Downloading and preparing dataset Unknown size (download: Unknown size, generated: Unknown size, total: Unknown size) to /root/tensorflow_datasets/imdb_reviews/plain_text/1.0.0...


Dl Completed...: 0 url [00:00, ? url/s]

Dl Size...: 0 MiB [00:00, ? MiB/s]

Generating splits...:   0%|          | 0/3 [00:00<?, ? splits/s]

Generating train examples...: 0 examples [00:00, ? examples/s]
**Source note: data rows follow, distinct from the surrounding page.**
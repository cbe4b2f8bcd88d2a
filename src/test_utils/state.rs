use axum::{
    http::{HeaderMap, HeaderValue, header::COOKIE, header::SET_COOKIE},
    response::IntoResponse,
};
use axum_extra::extract::{PrivateCookieJar, cookie::Cookie};
use rusqlite::Connection;

use crate::{
    AppState, PasswordHash,
    session::{SESSION_NAME, Session},
    user::{NewUser, User, UserID, create_user},
};

/// An app state with an in-memory database and insecure cookies so that the
/// test client sends them back over plain HTTP.
///
/// Passwords are hashed with the minimum cost to keep tests fast.
pub(crate) fn get_test_state() -> AppState {
    AppState::new(
        Connection::open_in_memory().expect("Could not open in-memory SQLite database"),
        "test secret",
        false,
        "Asia/Jakarta",
        std::env::temp_dir().join("financial_record_test_photos"),
    )
    .expect("Could not create app state")
    .with_password_cost(4)
}

/// Insert a user named after the local part of `email`.
///
/// The password is hashed with the minimum cost to keep tests fast.
#[track_caller]
pub(crate) fn insert_test_user(state: &AppState, email: &str, password: &str) -> User {
    let name = email.split('@').next().unwrap_or(email).to_owned();
    let connection = state.db_connection.lock().unwrap();

    create_user(
        &NewUser {
            name,
            email: email.to_owned(),
            password_hash: PasswordHash::new(password, 4).unwrap(),
        },
        &connection,
    )
    .expect("Could not create test user")
}

/// The encrypted cookie that `state` would send for `session`.
#[track_caller]
pub(crate) fn session_cookie_with(state: &AppState, session: &Session) -> Cookie<'static> {
    let jar = state
        .sessions
        .save(PrivateCookieJar::new(state.cookie_key.clone()), session);
    let response = jar.into_response();

    response
        .headers()
        .get_all(SET_COOKIE)
        .iter()
        .filter_map(|value| Cookie::parse(value.to_str().ok()?.to_owned()).ok())
        .find(|cookie| cookie.name() == session.name())
        .expect("Saved jar has no session cookie")
}

/// A session cookie for the logged in user `user_id`.
#[track_caller]
pub(crate) fn session_cookie(state: &AppState, user_id: UserID) -> Cookie<'static> {
    let mut session = Session::new(SESSION_NAME);
    session.log_in(user_id);

    session_cookie_with(state, &session)
}

/// Decrypt the session `name` from a cookie set by the server.
#[track_caller]
pub(crate) fn read_session(state: &AppState, cookie: &Cookie<'_>, name: &'static str) -> Session {
    let mut headers = HeaderMap::new();
    headers.insert(
        COOKIE,
        HeaderValue::from_str(&format!("{}={}", cookie.name(), cookie.value()))
            .expect("Cookie is not a valid header value"),
    );
    let jar = PrivateCookieJar::from_headers(&headers, state.cookie_key.clone());

    state.sessions.get(&jar, name)
}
Shuffling /root/tensorflow_datasets/imdb_reviews/plain_text/incomplete.5ZRRDG_1.0.0/imdb_reviews-train.tfrecor…

Generating test examples...: 0 examples [00:00, ? examples/s]

Shuffling /root/tensorflow_datasets/imdb_reviews/plain_text/incomplete.5ZRRDG_1.0.0/imdb_reviews-test.tfrecord…

Generating unsupervised examples...: 0 examples [00:00, ? examples/s]

Shuffling /root/tensorflow_datasets/imdb_reviews/plain_text/incomplete.5ZRRDG_1.0.0/imdb_reviews-unsupervised.…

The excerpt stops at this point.